Roma, 29 gennaio 2025 – Un’Unione Europea che sta andando in direzione opposta rispetto a quello che dovrebbe fare. Secondo Alec Ross, distinguished adjunct professor alla Bologna Business School, Bruxelles deve mettere da parte il catastrofismo e accettare le grandi sfide che l’intelligenza artificiale presenta, foriere di altrettante opportunità. Il rischio, in caso contrario, è rimanere fuori dalla grande competizione globale e ristagnare automaticamente dal punto di vista economico.
Professor Ross, Usa e Cina fanno passi avanti sull’intelligenza artificiale. Cosa può fare ora la Ue per diventare competitiva?
“Dal punto di vista politico, l’Ue dovrebbe fare esattamente l’opposto rispetto alle sue attuali politiche. A un anno dall’entrata in vigore dell’AI Act europeo, sappiamo ormai che si tratta di un totale fallimento. Dovrebbe essere sospeso. In secondo luogo, è necessario affrontare le barriere culturali all’adozione e all’innovazione legate all’intelligenza artificiale. In Italia, il 90% dei media parla di AI in termini negativi, mentre in Cina e negli Stati Uniti il 90% delle notizie è positivo. Forse americani e cinesi esagerano, ma lo stesso vale, in senso opposto, per gli europei. Bisogna smetterla con il catastrofismo e iniziare a vedere l’AI come uno strumento per affrontare le grandi sfide, dal cambiamento climatico alla sanità, fino all’educazione”.
Quanto ci vuole per investire nell’AI?
“Non si tratta di una questione di denaro, ma di quanto rischio si è disposti ad accettare. In realtà, i costi per sviluppare applicazioni di intelligenza artificiale in settori come la manifattura, l’agricoltura e altri ambiti di eccellenza in Italia non sono particolarmente elevati. È meno una questione di risorse economiche e più una questione di tolleranza al rischio e di desiderio di sperimentare qualcosa di nuovo”.
Quali sono le conseguenze dal punto di vista geopolitico se si rimane indietro in questa corsa?
“Se tutto viene inventato dai cinesi e dagli americani, l’Europa continuerà a ristagnare economicamente. Il ristagno economico genera una recessione geopolitica. Di conseguenza, se l’Europa è irrilevante nel campo dell’intelligenza artificiale, sarà sostanzialmente meno rilevante anche dal punto di vista geopolitico”.

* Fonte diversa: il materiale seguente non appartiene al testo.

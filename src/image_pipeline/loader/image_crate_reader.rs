//! Chart image reader backed by the `image` crate.

use image::GenericImageView;
use tracing::debug;
use crate::image_pipeline::common::error::{Result, ScanError};
use crate::image_pipeline::grid::{PixelGrid, SourceGrid};
use crate::image_pipeline::loader::reader::ChartImageReader;

/// Reader that guesses the format from the data and widens every channel to
/// 16 bits, so 8-bit sources land on the same `v * 0x101` scale the color
/// tests use.
pub struct ImageCrateReader;

impl ChartImageReader for ImageCrateReader {
    fn read_image(&self, data: &[u8]) -> Result<SourceGrid> {
        debug!("Decoding chart image, {} bytes", data.len());

        let decoded = image::load_from_memory(data)
            .map_err(|e| ScanError::DecodeError(e.to_string()))?;

        let (width, height) = decoded.dimensions();
        debug!("Decoded image: {}x{} ({:?})", width, height, decoded.color());

        Ok(PixelGrid::from_buffer(decoded.into_rgba16()))
    }
}
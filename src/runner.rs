//! Binary entry points kept in the library so the exit contract is testable.
//!
//! The report or the error goes to the given sink (stdout in the binary);
//! the returned code is the process exit status.

use std::io::Write;
use anyhow::Context;
use tracing::error;

use crate::image_pipeline::{ChartImageReader, FilterWriter, ScanReport, VolumeScanPipeline};

pub const EXIT_SUCCESS: i32 = 0;
pub const EXIT_FAILURE: i32 = 1;

pub fn run<R: ChartImageReader, W: FilterWriter>(
    pipeline: &VolumeScanPipeline<R, W>,
) -> anyhow::Result<ScanReport> {
    let input = pipeline.config().input_path.display().to_string();
    pipeline
        .run()
        .with_context(|| format!("Volume scan of {input} failed"))
}

pub fn report_outcome(outcome: anyhow::Result<ScanReport>, out: &mut dyn Write) -> i32 {
    let written = match &outcome {
        Ok(report) => write!(out, "{report}"),
        Err(e) => {
            error!("Scan failed: {:#}", e);
            writeln!(out, "{:#}", e)
        }
    }
    .and_then(|_| out.flush());

    match (outcome, written) {
        (Ok(_), Ok(())) => EXIT_SUCCESS,
        _ => EXIT_FAILURE,
    }
}
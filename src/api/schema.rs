//! API request/response schemas

use serde::{Deserialize, Serialize};

use crate::engine::Engine;
use crate::inference::templates::ChatMessage;
use crate::inference::SamplingParams;
use crate::model::ModelDescriptor;

/// Shared application state
#[derive(Clone)]
pub struct AppState {
    pub engine: Engine,

    /// Shutdown flag for graceful shutdown coordination
    pub shutdown_flag: std::sync::Arc<std::sync::atomic::AtomicBool>,

    /// Server start time for uptime calculation
    pub start_time: std::time::Instant,
}

/// Request to load a model
#[derive(Debug, Deserialize, Serialize)]
pub struct LoadRequest {
    #[serde(flatten)]
    pub descriptor: ModelDescriptor,
}

/// Request to generate a reply to a message history
#[derive(Debug, Deserialize, Serialize)]
pub struct GenerateRequest {
    /// Ordered chat history (system/user/assistant)
    pub messages: Vec<ChatMessage>,

    /// Sampling parameters (optional, uses defaults if not provided)
    #[serde(default)]
    pub sampling_params: SamplingParams,
}

/// Health check response with detailed status
#[derive(Debug, Serialize)]
pub struct HealthResponse {
    pub status: String,
    pub version: String,
    pub engine_state: crate::engine::events::EngineState,

    #[serde(skip_serializing_if = "Option::is_none")]
    pub model: Option<crate::engine::LoadedModelInfo>,

    pub uptime_seconds: u64,
}

/// Server status response
#[derive(Debug, Serialize)]
pub struct StatusResponse {
    pub status: String,
    pub engine_state: crate::engine::events::EngineState,
}

/// Simple acknowledgement body
#[derive(Debug, Serialize)]
pub struct AckResponse {
    pub ok: bool,
}
//! Local object store for converted bundles
//!
//! A thin hierarchy of named directories under one root, with per-file
//! atomicity: writers stream into a `.tmp` sibling and rename into place on
//! close, so a crash mid-write never leaves a half-visible object.

use std::path::{Path, PathBuf};

use tokio::fs;
use tokio::io::{AsyncReadExt, AsyncSeekExt, AsyncWriteExt};
use tracing::debug;

use crate::utils::error::{AccelError, Result};

fn storage_err(op: &str, path: &Path, e: std::io::Error) -> AccelError {
    AccelError::Storage(format!("{} {}: {}", op, path.display(), e))
}

/// Store rooted at a single directory
#[derive(Debug, Clone)]
pub struct ObjectStore {
    root: PathBuf,
}

impl ObjectStore {
    /// Open (creating if needed) a store rooted at `root`
    pub async fn open(root: impl Into<PathBuf>) -> Result<Self> {
        let root = root.into();
        fs::create_dir_all(&root)
            .await
            .map_err(|e| storage_err("create store root", &root, e))?;
        Ok(Self { root })
    }

    pub fn root(&self) -> &Path {
        &self.root
    }

    /// Handle to a (possibly not yet created) named subdirectory
    pub fn dir(&self, name: &str) -> ObjectDir {
        ObjectDir {
            path: self.root.join(name),
        }
    }
}

/// One directory inside the store
#[derive(Debug, Clone)]
pub struct ObjectDir {
    path: PathBuf,
}

impl ObjectDir {
    pub fn path(&self) -> &Path {
        &self.path
    }

    pub fn file_path(&self, name: &str) -> PathBuf {
        self.path.join(name)
    }

    pub fn subdir(&self, name: &str) -> ObjectDir {
        ObjectDir {
            path: self.path.join(name),
        }
    }

    pub async fn ensure(&self) -> Result<()> {
        fs::create_dir_all(&self.path)
            .await
            .map_err(|e| storage_err("create dir", &self.path, e))
    }

    pub async fn exists(&self) -> bool {
        fs::try_exists(&self.path).await.unwrap_or(false)
    }

    pub async fn has_file(&self, name: &str) -> bool {
        fs::try_exists(self.file_path(name)).await.unwrap_or(false)
    }

    /// Open a streaming writer; the object appears only after `close`
    pub async fn create_file(&self, name: &str) -> Result<ObjectWriter> {
        self.ensure().await?;
        let final_path = self.file_path(name);
        let tmp_path = self.file_path(&format!("{}.tmp", name));
        let file = fs::File::create(&tmp_path)
            .await
            .map_err(|e| storage_err("create file", &tmp_path, e))?;
        Ok(ObjectWriter {
            file,
            tmp_path,
            final_path,
            bytes_written: 0,
        })
    }

    /// Write a whole object in one call (temp + rename underneath)
    pub async fn write_file(&self, name: &str, bytes: &[u8]) -> Result<()> {
        let mut writer = self.create_file(name).await?;
        writer.write(bytes).await?;
        writer.close().await
    }

    pub async fn read_file(&self, name: &str) -> Result<Vec<u8>> {
        let path = self.file_path(name);
        fs::read(&path)
            .await
            .map_err(|e| storage_err("read file", &path, e))
    }

    /// Read `start..end` of an object without loading the rest
    pub async fn read_slice(&self, name: &str, start: u64, end: u64) -> Result<Vec<u8>> {
        if start > end {
            return Err(AccelError::Storage(format!(
                "invalid slice {}..{} of {}",
                start, end, name
            )));
        }
        let path = self.file_path(name);
        let mut file = fs::File::open(&path)
            .await
            .map_err(|e| storage_err("open file", &path, e))?;
        file.seek(std::io::SeekFrom::Start(start))
            .await
            .map_err(|e| storage_err("seek", &path, e))?;
        let mut buf = vec![0u8; (end - start) as usize];
        file.read_exact(&mut buf)
            .await
            .map_err(|e| storage_err("read slice", &path, e))?;
        Ok(buf)
    }

    pub async fn delete_file(&self, name: &str) -> Result<()> {
        let path = self.file_path(name);
        fs::remove_file(&path)
            .await
            .map_err(|e| storage_err("delete file", &path, e))
    }

    /// Entry names (files and subdirectories), sorted
    pub async fn list(&self) -> Result<Vec<String>> {
        let mut entries = Vec::new();
        let mut dir = fs::read_dir(&self.path)
            .await
            .map_err(|e| storage_err("list dir", &self.path, e))?;
        while let Some(entry) = dir
            .next_entry()
            .await
            .map_err(|e| storage_err("list dir", &self.path, e))?
        {
            entries.push(entry.file_name().to_string_lossy().to_string());
        }
        entries.sort();
        Ok(entries)
    }

    /// Remove this directory and everything under it
    pub async fn remove(&self) -> Result<()> {
        if !self.exists().await {
            return Ok(());
        }
        debug!("removing store subtree {}", self.path.display());
        fs::remove_dir_all(&self.path)
            .await
            .map_err(|e| storage_err("remove subtree", &self.path, e))
    }
}

/// Streaming writer with rename-on-close atomicity
pub struct ObjectWriter {
    file: fs::File,
    tmp_path: PathBuf,
    final_path: PathBuf,
    bytes_written: u64,
}

impl ObjectWriter {
    pub async fn write(&mut self, bytes: &[u8]) -> Result<()> {
        self.file
            .write_all(bytes)
            .await
            .map_err(|e| storage_err("write", &self.tmp_path, e))?;
        self.bytes_written += bytes.len() as u64;
        Ok(())
    }

    pub fn bytes_written(&self) -> u64 {
        self.bytes_written
    }

    /// Flush and publish the object under its final name
    pub async fn close(mut self) -> Result<()> {
        self.file
            .flush()
            .await
            .map_err(|e| storage_err("flush", &self.tmp_path, e))?;
        self.file
            .sync_all()
            .await
            .map_err(|e| storage_err("sync", &self.tmp_path, e))?;
        drop(self.file);
        fs::rename(&self.tmp_path, &self.final_path)
            .await
            .map_err(|e| storage_err("publish", &self.final_path, e))
    }

    /// Discard the partial object
    pub async fn abort(self) -> Result<()> {
        drop(self.file);
        fs::remove_file(&self.tmp_path)
            .await
            .map_err(|e| storage_err("abort", &self.tmp_path, e))
    }
}
//! Architecture and hyperparameter detection from tensor names
//!
//! Checkpoints rarely ship a usable config next to the weights, so the
//! converter reconstructs one from the tensor name set and shapes, with
//! caller overrides merged on top.

use tracing::info;

use super::safetensors::TensorMeta;
use crate::model::{ConfigOverrides, ModelConfig};

/// Head dimension assumed when deriving head counts from projection shapes
const ASSUMED_HEAD_DIM: usize = 128;

/// Detect the architecture family from tensor name prefixes, leaves-first
pub fn detect_arch(tensors: &[TensorMeta]) -> &'static str {
    let has = |pat: &str| tensors.iter().any(|t| t.name.contains(pat));

    if has(".attention.wq") {
        return "llama_legacy";
    }
    if tensors.iter().any(|t| t.name.starts_with("transformer.h.")) {
        return "phi";
    }
    if has(".self_attn.q_proj") {
        // Gemma shares the llama layout but adds its own norm pair
        let gemma_marker =
            has("post_feedforward_layernorm") || has("pre_feedforward_layernorm");
        if gemma_marker && has("model.embed_tokens.weight") {
            return "gemma";
        }
        return "llama";
    }
    "unknown"
}

/// Derive a full config from the tensor set, then merge caller overrides
pub fn infer_config(tensors: &[TensorMeta], overrides: &ConfigOverrides) -> ModelConfig {
    let mut config = ModelConfig {
        arch: detect_arch(tensors).to_string(),
        ..Default::default()
    };

    if let Some(n) = count_layers(tensors) {
        config.num_hidden_layers = n;
    }

    if let Some(embed) = find_tensor(tensors, &["embed_tokens.weight", "tok_embeddings.weight", "wte.weight"]) {
        if embed.shape.len() == 2 {
            config.vocab_size = embed.shape[0] as usize;
            config.hidden_size = embed.shape[1] as usize;
        }
    }

    let q_rows = find_tensor(tensors, &["self_attn.q_proj.weight", "attention.wq.weight"])
        .and_then(|t| t.shape.first().copied())
        .map(|r| r as usize);
    if let Some(rows) = q_rows {
        let heads = (rows as f64 / ASSUMED_HEAD_DIM as f64).round() as usize;
        if heads > 0 {
            config.num_attention_heads = heads;
        }
    }

    // A narrower K projection reveals grouped-query attention
    config.num_key_value_heads = config.num_attention_heads;
    let k_rows = find_tensor(tensors, &["self_attn.k_proj.weight", "attention.wk.weight"])
        .and_then(|t| t.shape.first().copied())
        .map(|r| r as usize);
    if let (Some(q), Some(k)) = (q_rows, k_rows) {
        if k < q && k > 0 && q % k == 0 {
            config.num_key_value_heads = config.num_attention_heads * k / q;
        }
    }

    config.intermediate_size = find_tensor(
        tensors,
        &["mlp.gate_proj.weight", "feed_forward.w1.weight"],
    )
    .and_then(|t| t.shape.first().copied())
    .map(|r| r as usize)
    .unwrap_or(4 * config.hidden_size);

    // An absent LM head means the embedding doubles as the output projection
    config.tie_word_embeddings = !tensors.iter().any(|t| t.name.contains("lm_head.weight"));

    let config = overrides.apply(config);
    info!(
        arch = %config.arch,
        layers = config.num_hidden_layers,
        hidden = config.hidden_size,
        heads = config.num_attention_heads,
        kv_heads = config.num_key_value_heads,
        vocab = config.vocab_size,
        "inferred model configuration"
    );
    config
}

/// Count distinct layer indices appearing as `.layers.N.` or `transformer.h.N.`
fn count_layers(tensors: &[TensorMeta]) -> Option<usize> {
    let mut indices = std::collections::BTreeSet::new();
    for t in tensors {
        for marker in ["layers.", "transformer.h."] {
            if let Some(pos) = t.name.find(marker) {
                let rest = &t.name[pos + marker.len()..];
                let digits: String = rest.chars().take_while(|c| c.is_ascii_digit()).collect();
                if !digits.is_empty() && rest[digits.len()..].starts_with('.') {
                    if let Ok(idx) = digits.parse::<usize>() {
                        indices.insert(idx);
                    }
                }
                break;
            }
        }
    }
    if indices.is_empty() {
        None
    } else {
        Some(indices.len())
    }
}

fn find_tensor<'a>(tensors: &'a [TensorMeta], suffixes: &[&str]) -> Option<&'a TensorMeta> {
    tensors
        .iter()
        .find(|t| suffixes.iter().any(|s| t.name.ends_with(s)))
}

#[cfg(test)]
mod tests {
    use super::*;
    use crate::convert::safetensors::SourceDtype;

    fn meta(name: &str, shape: &[u32]) -> TensorMeta {
        TensorMeta {
            name: name.to_string(),
            dtype: SourceDtype::F32,
            shape: shape.to_vec(),
            data_offsets: (0, 0),
        }
    }

    fn llama_tensors(layers: usize) -> Vec<TensorMeta> {
        let mut out = vec![meta("model.embed_tokens.weight", &[32000, 4096])];
        for i in 0..layers {
            out.push(meta(
                &format!("model.layers.{}.self_attn.q_proj.weight", i),
                &[4096, 4096],
            ));
            out.push(meta(
                &format!("model.layers.{}.self_attn.k_proj.weight", i),
                &[1024, 4096],
            ));
            out.push(meta(
                &format!("model.layers.{}.mlp.gate_proj.weight", i),
                &[11008, 4096],
            ));
        }
        out.push(meta("model.norm.weight", &[4096]));
        out.push(meta("lm_head.weight", &[32000, 4096]));
        out
    }

    #[test]
    fn detects_llama_with_gqa() {
        let tensors = llama_tensors(26);
        let config = infer_config(&tensors, &ConfigOverrides::default());
        assert_eq!(config.arch, "llama");
        assert_eq!(config.num_hidden_layers, 26);
        assert_eq!(config.hidden_size, 4096);
        assert_eq!(config.vocab_size, 32000);
        assert_eq!(config.num_attention_heads, 32);
        assert_eq!(config.num_key_value_heads, 8);
        assert_eq!(config.intermediate_size, 11008);
        assert!(!config.tie_word_embeddings);
    }

    #[test]
    fn detects_legacy_layout() {
        let tensors = vec![
            meta("tok_embeddings.weight", &[32000, 4096]),
            meta("layers.0.attention.wq.weight", &[4096, 4096]),
        ];
        assert_eq!(detect_arch(&tensors), "llama_legacy");
    }

    #[test]
    fn detects_phi_prefix() {
        let tensors = vec![meta("transformer.h.0.mixer.Wqkv.weight", &[4096, 4096])];
        assert_eq!(detect_arch(&tensors), "phi");
    }

    #[test]
    fn detects_gemma_markers() {
        let tensors = vec![
            meta("model.embed_tokens.weight", &[256000, 2048]),
            meta("model.layers.0.self_attn.q_proj.weight", &[2048, 2048]),
            meta("model.layers.0.post_feedforward_layernorm.weight", &[2048]),
        ];
        assert_eq!(detect_arch(&tensors), "gemma");
    }

    #[test]
    fn unknown_names_fall_back_to_defaults() {
        let tensors = vec![meta("something.odd", &[16, 16])];
        let config = infer_config(&tensors, &ConfigOverrides::default());
        assert_eq!(config.arch, "unknown");
        assert_eq!(config.num_hidden_layers, 32);
        assert_eq!(config.hidden_size, 4096);
    }

    #[test]
    fn missing_lm_head_implies_tied_embeddings() {
        let mut tensors = llama_tensors(2);
        tensors.retain(|t| t.name != "lm_head.weight");
        let config = infer_config(&tensors, &ConfigOverrides::default());
        assert!(config.tie_word_embeddings);
    }

    #[test]
    fn caller_override_renames_arch() {
        let tensors = llama_tensors(2);
        let overrides = ConfigOverrides {
            arch: Some("mistral".into()),
            ..Default::default()
        };
        let config = infer_config(&tensors, &overrides);
        assert_eq!(config.arch, "mistral");
    }
}
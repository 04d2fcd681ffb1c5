//! Kernel registry and pipeline construction
//!
//! One compute pipeline per kernel, compiled once per session. Bind group
//! layouts are explicit; every kernel binds its buffers at group 0 with the
//! uniform block in the last slot.

use std::collections::HashMap;

use crate::gpu::device::GpuContext;
use crate::gpu::shaders;
use crate::gpu::uniforms::{KernelUniforms, UNIFORM_SIZE};
use crate::quant::Dtype;
use crate::utils::error::{AccelError, Result};

/// The fixed kernel set the forward pass dispatches
#[derive(Debug, Clone, Copy, PartialEq, Eq, Hash)]
pub enum Kernel {
    TokenEmbed,
    RmsNorm,
    MatmulF32,
    MatmulQ4,
    MatmulQ8,
    RopeEmbed,
    Attention,
    Swiglu,
    LmHead,
    ResidualAdd,
}

/// Storage binding mode for one slot
#[derive(Debug, Clone, Copy)]
enum Slot {
    ReadOnly,
    ReadWrite,
}

impl Kernel {
    pub const ALL: [Kernel; 10] = [
        Kernel::TokenEmbed,
        Kernel::RmsNorm,
        Kernel::MatmulF32,
        Kernel::MatmulQ4,
        Kernel::MatmulQ8,
        Kernel::RopeEmbed,
        Kernel::Attention,
        Kernel::Swiglu,
        Kernel::LmHead,
        Kernel::ResidualAdd,
    ];

    pub fn entry_point(self) -> &'static str {
        match self {
            Kernel::TokenEmbed => "token_embed",
            Kernel::RmsNorm => "rms_norm",
            Kernel::MatmulF32 => "matmul_f32",
            Kernel::MatmulQ4 => "matmul_q4",
            Kernel::MatmulQ8 => "matmul_q8",
            Kernel::RopeEmbed => "rope_embed",
            Kernel::Attention => "attention_score",
            Kernel::Swiglu => "swiglu",
            Kernel::LmHead => "lm_head",
            Kernel::ResidualAdd => "residual_add",
        }
    }

    fn source(self) -> &'static str {
        match self {
            Kernel::TokenEmbed => shaders::TOKEN_EMBED,
            Kernel::RmsNorm => shaders::RMS_NORM,
            Kernel::MatmulF32 => shaders::MATMUL_F32,
            Kernel::MatmulQ4 => shaders::MATMUL_Q4,
            Kernel::MatmulQ8 => shaders::MATMUL_Q8,
            Kernel::RopeEmbed => shaders::ROPE_EMBED,
            Kernel::Attention => shaders::ATTENTION,
            Kernel::Swiglu => shaders::SWIGLU,
            Kernel::LmHead => shaders::LM_HEAD,
            Kernel::ResidualAdd => shaders::RESIDUAL_ADD,
        }
    }

    /// Storage slots in binding order; the uniform block follows them
    fn slots(self) -> &'static [Slot] {
        use Slot::*;
        match self {
            Kernel::TokenEmbed => &[ReadOnly, ReadOnly, ReadWrite],
            Kernel::RmsNorm => &[ReadOnly, ReadOnly, ReadWrite],
            Kernel::MatmulF32 | Kernel::MatmulQ4 | Kernel::MatmulQ8 => {
                &[ReadOnly, ReadOnly, ReadWrite]
            }
            Kernel::RopeEmbed => &[ReadWrite, ReadWrite],
            Kernel::Attention => &[ReadOnly, ReadOnly, ReadOnly, ReadWrite],
            Kernel::Swiglu => &[ReadOnly, ReadOnly, ReadWrite],
            Kernel::LmHead => &[ReadOnly, ReadOnly, ReadWrite],
            Kernel::ResidualAdd => &[ReadWrite, ReadOnly],
        }
    }

    /// Matmul variant serving a weight of the given stored dtype.
    ///
    /// F16 weights are widened to f32 at upload, so the f32 kernel covers
    /// both float precisions.
    pub fn matmul_for(dtype: Dtype) -> Kernel {
        match dtype {
            Dtype::F32 | Dtype::F16 => Kernel::MatmulF32,
            Dtype::Q8 => Kernel::MatmulQ8,
            Dtype::Q4 => Kernel::MatmulQ4,
        }
    }
}

struct KernelEntry {
    pipeline: wgpu::ComputePipeline,
    layout: wgpu::BindGroupLayout,
}

/// All compiled pipelines for one device session
pub struct KernelSet {
    kernels: HashMap<Kernel, KernelEntry>,
}

impl KernelSet {
    /// Compile every kernel against `ctx`'s device
    pub fn compile(ctx: &GpuContext) -> Result<Self> {
        let mut kernels = HashMap::new();
        for kernel in Kernel::ALL {
            kernels.insert(kernel, Self::build(ctx, kernel)?);
        }
        tracing::debug!("compiled {} compute pipelines", kernels.len());
        Ok(Self { kernels })
    }

    fn build(ctx: &GpuContext, kernel: Kernel) -> Result<KernelEntry> {
        let label = kernel.entry_point();
        let source = shaders::module_source(kernel.source());

        let module = ctx
            .device
            .create_shader_module(wgpu::ShaderModuleDescriptor {
                label: Some(label),
                source: wgpu::ShaderSource::Wgsl(source.into()),
            });

        let mut entries = Vec::new();
        for (i, slot) in kernel.slots().iter().enumerate() {
            entries.push(wgpu::BindGroupLayoutEntry {
                binding: i as u32,
                visibility: wgpu::ShaderStages::COMPUTE,
                ty: wgpu::BindingType::Buffer {
                    ty: wgpu::BufferBindingType::Storage {
                        read_only: matches!(slot, Slot::ReadOnly),
                    },
                    has_dynamic_offset: false,
                    min_binding_size: None,
                },
                count: None,
            });
        }
        entries.push(wgpu::BindGroupLayoutEntry {
            binding: kernel.slots().len() as u32,
            visibility: wgpu::ShaderStages::COMPUTE,
            ty: wgpu::BindingType::Buffer {
                ty: wgpu::BufferBindingType::Uniform,
                has_dynamic_offset: false,
                min_binding_size: wgpu::BufferSize::new(UNIFORM_SIZE),
            },
            count: None,
        });

        let layout = ctx
            .device
            .create_bind_group_layout(&wgpu::BindGroupLayoutDescriptor {
                label: Some(label),
                entries: &entries,
            });

        let pipeline_layout = ctx
            .device
            .create_pipeline_layout(&wgpu::PipelineLayoutDescriptor {
                label: Some(label),
                bind_group_layouts: &[&layout],
                push_constant_ranges: &[],
            });

        let pipeline = ctx
            .device
            .create_compute_pipeline(&wgpu::ComputePipelineDescriptor {
                label: Some(label),
                layout: Some(&pipeline_layout),
                module: &module,
                entry_point: kernel.entry_point(),
                compilation_options: wgpu::PipelineCompilationOptions::default(),
            });

        Ok(KernelEntry { pipeline, layout })
    }

    /// Record one dispatch: bind `buffers` in slot order, uniform last
    pub fn dispatch(
        &self,
        ctx: &GpuContext,
        encoder: &mut wgpu::CommandEncoder,
        kernel: Kernel,
        buffers: &[&wgpu::Buffer],
        uniform: &wgpu::Buffer,
        uniforms: &KernelUniforms,
        groups: (u32, u32, u32),
    ) -> Result<()> {
        let entry = self
            .kernels
            .get(&kernel)
            .ok_or_else(|| AccelError::Device(format!("kernel {:?} not compiled", kernel)))?;
        if buffers.len() != kernel.slots().len() {
            return Err(AccelError::InternalError(format!(
                "kernel {:?} expects {} buffers, got {}",
                kernel,
                kernel.slots().len(),
                buffers.len()
            )));
        }

        ctx.queue
            .write_buffer(uniform, 0, bytemuck::bytes_of(uniforms));

        let mut entries: Vec<wgpu::BindGroupEntry> = buffers
            .iter()
            .enumerate()
            .map(|(i, b)| wgpu::BindGroupEntry {
                binding: i as u32,
                resource: b.as_entire_binding(),
            })
            .collect();
        entries.push(wgpu::BindGroupEntry {
            binding: buffers.len() as u32,
            resource: uniform.as_entire_binding(),
        });

        let bind_group = ctx.device.create_bind_group(&wgpu::BindGroupDescriptor {
            label: Some(kernel.entry_point()),
            layout: &entry.layout,
            entries: &entries,
        });

        let mut pass = encoder.begin_compute_pass(&wgpu::ComputePassDescriptor {
            label: Some(kernel.entry_point()),
            timestamp_writes: None,
        });
        pass.set_pipeline(&entry.pipeline);
        pass.set_bind_group(0, &bind_group, &[]);
        pass.dispatch_workgroups(groups.0, groups.1, groups.2);
        Ok(())
    }
}

/// Workgroup count for a 1-D launch of `threads` items, 256 per group
pub fn groups_1d(threads: u32) -> (u32, u32, u32) {
    (threads.div_ceil(256), 1, 1)
}

/// Workgroup grid for an MxN matmul with 8x8 tiles
pub fn groups_matmul(m: u32, n: u32) -> (u32, u32, u32) {
    (n.div_ceil(8), m.div_ceil(8), 1)
}

#[cfg(test)]
mod tests {
    use super::*;

    #[test]
    fn matmul_selection_by_dtype() {
        assert_eq!(Kernel::matmul_for(Dtype::F32), Kernel::MatmulF32);
        assert_eq!(Kernel::matmul_for(Dtype::F16), Kernel::MatmulF32);
        assert_eq!(Kernel::matmul_for(Dtype::Q8), Kernel::MatmulQ8);
        assert_eq!(Kernel::matmul_for(Dtype::Q4), Kernel::MatmulQ4);
    }

    #[test]
    fn launch_math() {
        assert_eq!(groups_1d(1), (1, 1, 1));
        assert_eq!(groups_1d(256), (1, 1, 1));
        assert_eq!(groups_1d(257), (2, 1, 1));
        assert_eq!(groups_matmul(9, 16), (2, 2, 1));
    }
}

La Ue è una potenza normativa. Questo riguarda anche l’intelligenza artificiale, con i limiti posti dai giuristi per quanto riguarda l’aspetto etico. Quanto rischia di penalizzarci?
“Non è una teoria, è una realtà. In termini di rilevanza, l’Ue sta diventando più simile all’Antartide che agli Stati Uniti o alla Cina per quanto riguarda l’intelligenza artificiale, e la responsabilità è della regolamentazione. I dibattiti sull’etica sono teatrali, più radicati in un senso di superiorità morale che nella realtà”.
L’IA ha un costo energetico elevato. La Ue fra Green New Deal e sanzioni alla Russia ha qualche difficoltà sotto questo profilo, a differenza di Usa e Cina. Può essere un impedimento ulteriore?
“L’ironia di tutto questo è che l’intelligenza artificiale è una parte fondamentale delle soluzioni alle future crisi energetiche. La risposta è avere una politica energetica più dinamica, che investa pesantemente sia nelle rinnovabili che in fonti pulite come il nucleare. È ora di smettere di trovare scuse per tutto e iniziare ad agire. Coloro che si strappano i capelli parlando dei bisogni energetici stanno, ancora una volta, agendo in modo più teatrale che concreto. Guardiamo a ciò che stanno facendo gli americani, investendo nella fusione e in forme massicce di energia sostenibile per alimentare i loro data center. Non c’è nulla che ci impedisca di fare lo stesso in Europa”.